Your objective >> Return, from the material below, each line in which "pointer" occurs.

[Supplied information Boundary: Start]

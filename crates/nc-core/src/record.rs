//! Persisted comment format.
//!
//! Each comment is stored as `{ text, position: [x, y], type, links }`.
//! Identity is not persisted: importing a record always mints a new id.

use crate::error::CommentError;
use crate::id::NodeId;
use serde::{Deserialize, Serialize};

#[derive(Debug, Clone, Copy, PartialEq, Eq, Serialize, Deserialize)]
#[serde(rename_all = "lowercase")]
pub enum CommentType {
    Inline,
    Frame,
}

#[derive(Debug, Clone, PartialEq, Serialize, Deserialize)]
pub struct CommentRecord {
    pub text: String,
    pub position: [f64; 2],
    #[serde(rename = "type")]
    pub kind: CommentType,
    #[serde(default)]
    pub links: Vec<NodeId>,
}

pub fn records_to_json(records: &[CommentRecord]) -> Result<String, CommentError> {
    Ok(serde_json::to_string(records)?)
}

pub fn records_from_json(json: &str) -> Result<Vec<CommentRecord>, CommentError> {
    Ok(serde_json::from_str(json)?)
}

/// Compact MessagePack encoding (field names kept, so it stays self-describing).
pub fn records_to_msgpack(records: &[CommentRecord]) -> Result<Vec<u8>, CommentError> {
    Ok(rmp_serde::to_vec_named(records)?)
}

pub fn records_from_msgpack(bytes: &[u8]) -> Result<Vec<CommentRecord>, CommentError> {
    Ok(rmp_serde::from_slice(bytes)?)
}
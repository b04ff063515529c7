//! Tunables for comment geometry and sync behaviour.

use crate::error::CommentError;
use crate::geometry::{Margin, Size};
use serde::{Deserialize, Serialize};

/// Configuration consumed by the comment model and the plugin.
///
/// Every field has a default, so a partial JSON object is a valid config.
#[derive(Debug, Clone, Copy, PartialEq, Serialize, Deserialize)]
#[serde(default)]
pub struct CommentConfig {
    /// Padding around the nodes a frame encloses. Default: top 50, others 20.
    /// The taller top edge leaves room for the frame's title text.
    pub frame_margin: Margin,

    /// Size of a frame that links no nodes. Default: **100×100**.
    pub frame_default_size: Size,

    /// Inline comments never render narrower than this. Default: **80**.
    pub inline_min_width: f64,

    /// Hold off frame resizes while a linked node is held by the pointer,
    /// re-fitting only when it is dropped. Without this a frame follows the
    /// held node and the node can never be dragged out. Default: **true**.
    pub defer_frame_resize_while_picked: bool,
}

impl Default for CommentConfig {
    fn default() -> Self {
        Self {
            frame_margin: Margin::new(50.0, 20.0, 20.0, 20.0),
            frame_default_size: Size::new(100.0, 100.0),
            inline_min_width: 80.0,
            defer_frame_resize_while_picked: true,
        }
    }
}

impl CommentConfig {
    /// Parse a config from JSON. Missing fields fall back to defaults.
    pub fn from_json(json: &str) -> Result<Self, CommentError> {
        Ok(serde_json::from_str(json)?)
    }
}
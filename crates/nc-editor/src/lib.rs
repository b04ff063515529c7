pub mod canvas;
pub mod events;
pub mod host;
pub mod plugin;
pub mod selectable;
pub mod shortcuts;
pub mod tracker;

pub use canvas::{Layer, MemoryCanvas, RenderedComment};
pub use events::{CommentEvent, CommentListener, EventLog, Flow, HostEvent, PluginCommand};
pub use host::{Host, NodeHost, NodeView, Placement, RenderSurface};
pub use plugin::{CommentPlugin, DEFAULT_TEXT};
pub use selectable::{Entity, SelectionSync, Selector};
pub use shortcuts::{CommentAction, ShortcutMap};
pub use tracker::{Tracked, TrackedMove, TranslationTracker};
pub mod comment;
pub mod config;
pub mod error;
pub mod geometry;
pub mod graph;
pub mod id;
pub mod record;

pub use comment::{Comment, CommentKind, FrameComment, InlineComment, Links};
pub use config::CommentConfig;
pub use error::CommentError;
pub use geometry::{BoundingBox, Margin, Point, Rect, Size, bounding_box, contains, intersects};
pub use graph::{GraphNode, NodeGraph};
pub use id::{CommentId, NodeId};
pub use record::{CommentRecord, CommentType};
//! Integration tests: frame comments following their member nodes.
//!
//! Drives `CommentPlugin` over a `MemoryCanvas` the way a host would: node
//! moves are either requested through the plugin or performed on the host and
//! reported back as events.

use nc_core::{CommentConfig, GraphNode, NodeId, Point, Rect, Size};
use nc_editor::{CommentEvent, CommentPlugin, EventLog, Flow, HostEvent, Layer, MemoryCanvas, NodeHost};
use pretty_assertions::assert_eq;

fn init_logging() {
    let _ = env_logger::builder().is_test(true).try_init();
}

fn square(name: &str, x: f64, y: f64) -> GraphNode {
    GraphNode::new(NodeId::intern(name), name, Point::new(x, y), Size::new(50.0, 50.0))
}

/// A@(0,0) and B@(100,100), both 50×50.
fn two_nodes() -> MemoryCanvas {
    let mut canvas = MemoryCanvas::new();
    canvas.add_node(square("f_a", 0.0, 0.0));
    canvas.add_node(square("f_b", 100.0, 100.0));
    canvas
}

fn a() -> NodeId {
    NodeId::intern("f_a")
}

fn b() -> NodeId {
    NodeId::intern("f_b")
}

// ─── Fitting ─────────────────────────────────────────────────────────────

#[test]
fn frame_encloses_members_with_margin() {
    init_logging();
    let mut plugin = CommentPlugin::new(two_nodes());
    let frame = plugin.add_frame("group", [a(), b()]);

    // Union (0,0)-(150,150) grown by top 50, left 20, right 20, bottom 20.
    assert_eq!(
        plugin.get(frame).unwrap().rect(),
        Rect::new(-20.0, -50.0, 170.0, 170.0)
    );
}

#[test]
fn frame_refits_when_member_moves() {
    init_logging();
    let mut plugin = CommentPlugin::new(two_nodes());
    let frame = plugin.add_frame("group", [a(), b()]);

    assert!(plugin.translate_node(a(), 30.0, 30.0).unwrap());

    // A now spans (30,30)-(80,80); the union is (30,30)-(150,150).
    assert_eq!(
        plugin.get(frame).unwrap().rect(),
        Rect::new(10.0, -20.0, 170.0, 170.0)
    );
    // Members that caused the re-fit are not dragged along.
    assert_eq!(plugin.host.node_view(b()).unwrap().position, Point::new(100.0, 100.0));
}

#[test]
fn frame_refits_on_host_reported_move() {
    init_logging();
    let mut plugin = CommentPlugin::new(two_nodes());
    let frame = plugin.add_frame("group", [a(), b()]);

    let to = Point::new(-40.0, 0.0);
    let previous = plugin.host.translate_node(a(), to).unwrap();
    plugin
        .handle_event(HostEvent::NodeTranslated {
            id: a(),
            position: to,
            previous,
        })
        .unwrap();

    assert_eq!(
        plugin.get(frame).unwrap().rect(),
        Rect::new(-60.0, -50.0, 170.0, 170.0)
    );
}

#[test]
fn empty_frame_gets_default_size() {
    let mut plugin = CommentPlugin::new(two_nodes());
    let frame = plugin.add_frame("empty", Vec::<NodeId>::new());
    let rect = plugin.get(frame).unwrap().rect();
    assert_eq!((rect.width(), rect.height()), (100.0, 100.0));

    plugin.link_to(frame, [a()]).unwrap();
    plugin.link_to(frame, Vec::<NodeId>::new()).unwrap();
    let rect = plugin.get(frame).unwrap().rect();
    // Size resets, position stays where the last fit put it.
    assert_eq!(rect, Rect::new(-20.0, -50.0, 80.0, 50.0));
}

#[test]
fn frame_is_stacked_behind_nodes() {
    let mut plugin = CommentPlugin::new(two_nodes());
    let frame = plugin.add_frame("group", [a()]);
    assert_eq!(plugin.host.layers()[0], Layer::Comment(frame));
}

// ─── Dragging a frame ────────────────────────────────────────────────────

#[test]
fn moving_frame_drags_members() {
    init_logging();
    let mut plugin = CommentPlugin::new(two_nodes());
    let frame = plugin.add_frame("group", [a(), b()]);

    plugin.pick_comment(frame, Point::new(0.0, 0.0));
    plugin.drag_comment(frame, Point::new(15.0, -5.0)).unwrap();
    plugin.drop_comment(frame).unwrap();

    assert_eq!(plugin.host.node_view(a()).unwrap().position, Point::new(15.0, -5.0));
    assert_eq!(plugin.host.node_view(b()).unwrap().position, Point::new(115.0, 95.0));
    assert_eq!(
        plugin.get(frame).unwrap().rect(),
        Rect::new(-5.0, -55.0, 185.0, 165.0)
    );
}

#[test]
fn vetoed_link_stays_put() {
    init_logging();
    let mut plugin = CommentPlugin::new(two_nodes());
    let frame = plugin.add_frame("group", [a(), b()]);
    plugin.add_listener(|event: &CommentEvent| match event {
        CommentEvent::LinkTranslate { link, .. } if *link == NodeId::intern("f_a") => Flow::Veto,
        _ => Flow::Continue,
    });

    plugin.translate(frame, 10.0, 10.0).unwrap();

    assert_eq!(plugin.host.node_view(a()).unwrap().position, Point::new(0.0, 0.0));
    assert_eq!(plugin.host.node_view(b()).unwrap().position, Point::new(110.0, 110.0));
}

// ─── Membership ──────────────────────────────────────────────────────────

#[test]
fn dropping_node_inside_frame_links_it() {
    init_logging();
    let mut plugin = CommentPlugin::new(two_nodes());
    let frame = plugin.add_frame("group", [a(), b()]);

    plugin.host.add_node(square("f_c", 60.0, 10.0));
    let c = NodeId::intern("f_c");
    plugin.handle_event(HostEvent::NodeDragged { id: c }).unwrap();
    assert_eq!(plugin.get(frame).unwrap().links(), &[a(), b(), c]);

    plugin.host.add_node(square("f_far", 900.0, 900.0));
    let far = NodeId::intern("f_far");
    plugin.handle_event(HostEvent::NodeDragged { id: far }).unwrap();
    assert!(!plugin.get(frame).unwrap().linked_to(far));
}

#[test]
fn held_node_can_be_dragged_out_of_its_frame() {
    init_logging();
    let mut plugin = CommentPlugin::new(two_nodes());
    let frame = plugin.add_frame("group", [a(), b()]);

    // Host-side drag: the pointer holds B while it moves in steps.
    plugin.handle_event(HostEvent::NodePicked { id: b() }).unwrap();
    for _ in 0..10 {
        let previous = plugin.host.node_view(b()).unwrap().position;
        let to = previous.translated(100.0, 0.0);
        plugin.host.translate_node(b(), to);
        plugin
            .handle_event(HostEvent::NodeTranslated {
                id: b(),
                position: to,
                previous,
            })
            .unwrap();
    }
    // Still the original box while B is held.
    assert_eq!(
        plugin.get(frame).unwrap().rect(),
        Rect::new(-20.0, -50.0, 170.0, 170.0)
    );

    plugin.handle_event(HostEvent::NodeDragged { id: b() }).unwrap();
    assert_eq!(plugin.get(frame).unwrap().links(), &[a()]);
    assert_eq!(
        plugin.get(frame).unwrap().rect(),
        Rect::new(-20.0, -50.0, 70.0, 70.0)
    );
}

#[test]
fn eager_resize_follows_held_node() {
    init_logging();
    let config = CommentConfig {
        defer_frame_resize_while_picked: false,
        ..CommentConfig::default()
    };
    let mut plugin = CommentPlugin::with_config(two_nodes(), config);
    let frame = plugin.add_frame("group", [a(), b()]);

    plugin.handle_event(HostEvent::NodePicked { id: b() }).unwrap();
    plugin.translate_node(b(), 400.0, 0.0).unwrap();
    plugin.handle_event(HostEvent::NodeDragged { id: b() }).unwrap();

    assert!(plugin.get(frame).unwrap().linked_to(b()));
    assert_eq!(plugin.get(frame).unwrap().rect().right, 570.0);
}

#[test]
fn removing_member_refits_frame() {
    init_logging();
    let mut plugin = CommentPlugin::new(two_nodes());
    let log = EventLog::new();
    plugin.add_listener(log.clone());
    let frame = plugin.add_frame("group", [a(), b()]);

    plugin.host.remove_node(b());
    plugin.handle_event(HostEvent::NodeRemoved { id: b() }).unwrap();

    assert_eq!(plugin.get(frame).unwrap().links(), &[a()]);
    assert_eq!(
        plugin.get(frame).unwrap().rect(),
        Rect::new(-20.0, -50.0, 70.0, 70.0)
    );
    assert_eq!(log.translations_of(frame), 1);
}

#[test]
fn reorder_keeps_frames_at_the_back() {
    let mut plugin = CommentPlugin::new(two_nodes());
    let frame = plugin.add_frame("group", [a()]);
    let inline = plugin.add_inline("note", Point::new(0.0, -30.0), Some(b()));

    plugin.handle_event(HostEvent::Reordered { node: a() }).unwrap();
    plugin.handle_event(HostEvent::Reordered { node: b() }).unwrap();

    assert_eq!(
        plugin.host.layers(),
        &[
            Layer::Comment(frame),
            Layer::Node(a()),
            Layer::Node(b()),
            Layer::Comment(inline),
        ]
    );
}
//! Integration tests: inline comments attaching to nodes by drag and drop.

use nc_core::{GraphNode, NodeId, Point, Size};
use nc_editor::{CommentEvent, CommentPlugin, EventLog, HostEvent, MemoryCanvas, NodeHost};
use pretty_assertions::assert_eq;

fn init_logging() {
    let _ = env_logger::builder().is_test(true).try_init();
}

fn canvas() -> MemoryCanvas {
    let mut canvas = MemoryCanvas::new();
    canvas.add_node(GraphNode::new(
        NodeId::intern("i_n"),
        "N",
        Point::new(200.0, 200.0),
        Size::new(50.0, 50.0),
    ));
    canvas.add_node(GraphNode::new(
        NodeId::intern("i_m"),
        "M",
        Point::new(220.0, 220.0),
        Size::new(50.0, 50.0),
    ));
    canvas
}

fn n() -> NodeId {
    NodeId::intern("i_n")
}

fn drag(plugin: &mut CommentPlugin<MemoryCanvas>, id: nc_core::CommentId, from: Point, to: Point) {
    assert!(plugin.pick_comment(id, from));
    plugin.drag_comment(id, to).unwrap();
    plugin.drop_comment(id).unwrap();
}

#[test]
fn drop_links_then_unlinks() {
    init_logging();
    let mut plugin = CommentPlugin::new(canvas());
    let note = plugin.add_inline("note", Point::new(0.0, 0.0), None);
    assert!(plugin.get(note).unwrap().links().is_empty());

    drag(&mut plugin, note, Point::new(0.0, 0.0), Point::new(190.0, 190.0));
    assert_eq!(plugin.get(note).unwrap().links(), &[n()]);

    drag(&mut plugin, note, Point::new(190.0, 190.0), Point::new(600.0, 600.0));
    assert!(plugin.get(note).unwrap().links().is_empty());
}

#[test]
fn first_node_in_view_order_wins() {
    init_logging();
    let mut plugin = CommentPlugin::new(canvas());
    // Overlaps both N and M.
    let note = plugin.add_inline("note", Point::new(0.0, 0.0), None);
    drag(&mut plugin, note, Point::new(0.0, 0.0), Point::new(225.0, 225.0));
    assert_eq!(plugin.get(note).unwrap().links(), &[n()]);
}

#[test]
fn inline_follows_linked_node() {
    init_logging();
    let mut plugin = CommentPlugin::new(canvas());
    let log = EventLog::new();
    plugin.add_listener(log.clone());
    let note = plugin.add_inline("note", Point::new(190.0, 170.0), Some(n()));

    plugin.translate_node(n(), -10.0, 5.0).unwrap();

    assert_eq!(plugin.get(note).unwrap().position, Point::new(180.0, 175.0));
    let last = log.events().pop().unwrap();
    assert!(matches!(
        last,
        CommentEvent::Translated { id, sources, .. } if id == note && sources.as_slice() == [n()]
    ));
}

#[test]
fn moving_inline_does_not_move_its_node() {
    let mut plugin = CommentPlugin::new(canvas());
    let note = plugin.add_inline("note", Point::new(190.0, 170.0), Some(n()));
    plugin.translate(note, 50.0, 0.0).unwrap();
    assert_eq!(plugin.host.node_view(n()).unwrap().position, Point::new(200.0, 200.0));
}

#[test]
fn removing_linked_node_clears_links() {
    init_logging();
    let mut plugin = CommentPlugin::new(canvas());
    let note = plugin.add_inline("note", Point::new(190.0, 170.0), Some(n()));

    plugin.host.remove_node(n());
    plugin.handle_event(HostEvent::NodeRemoved { id: n() }).unwrap();

    assert!(plugin.get(note).unwrap().links().is_empty());
    // Later events about the gone node are ignored.
    plugin.handle_event(HostEvent::NodeRemoved { id: n() }).unwrap();
    plugin.handle_event(HostEvent::Reordered { node: n() }).unwrap();
}

#[test]
fn inline_width_has_a_floor() {
    let mut plugin = CommentPlugin::new(canvas());
    let short = plugin.add_inline("hi", Point::default(), None);
    let long = plugin.add_inline("a considerably longer comment", Point::default(), None);

    let config = *plugin.config();
    assert_eq!(plugin.get(short).unwrap().rect().width(), config.inline_min_width);
    assert_eq!(plugin.get(long).unwrap().rect().width(), 29.0 * 8.0);
}

#[test]
fn editing_rerenders_text() {
    init_logging();
    let mut plugin = CommentPlugin::new(canvas());
    let note = plugin.add_inline("draft", Point::default(), None);

    plugin.host.answer_prompt(None);
    assert!(!plugin.context_menu(note).unwrap());
    assert_eq!(plugin.host.rendered(note).unwrap().text, "draft");

    plugin.host.answer_prompt(Some("final wording".into()));
    assert!(plugin.context_menu(note).unwrap());
    assert_eq!(plugin.get(note).unwrap().text, "final wording");
    assert_eq!(plugin.host.rendered(note).unwrap().text, "final wording");
}

#[test]
fn zoomed_out_selection_is_scaled_up() {
    let mut plugin = CommentPlugin::new(canvas());
    let note = plugin.add_inline("note", Point::default(), None);
    plugin.select(note);

    plugin.host.set_zoom(0.5);
    plugin.zoomed();
    assert_eq!(plugin.host.rendered(note).unwrap().scale, 2.0);

    plugin.unselect(note);
    assert_eq!(plugin.host.rendered(note).unwrap().scale, 1.0);
}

[Supplied information Boundary: End]

Response box >>
    /// Hold off frame resizes while a linked node is held by the pointer,
    // Host-side drag: the pointer holds B while it moves in steps.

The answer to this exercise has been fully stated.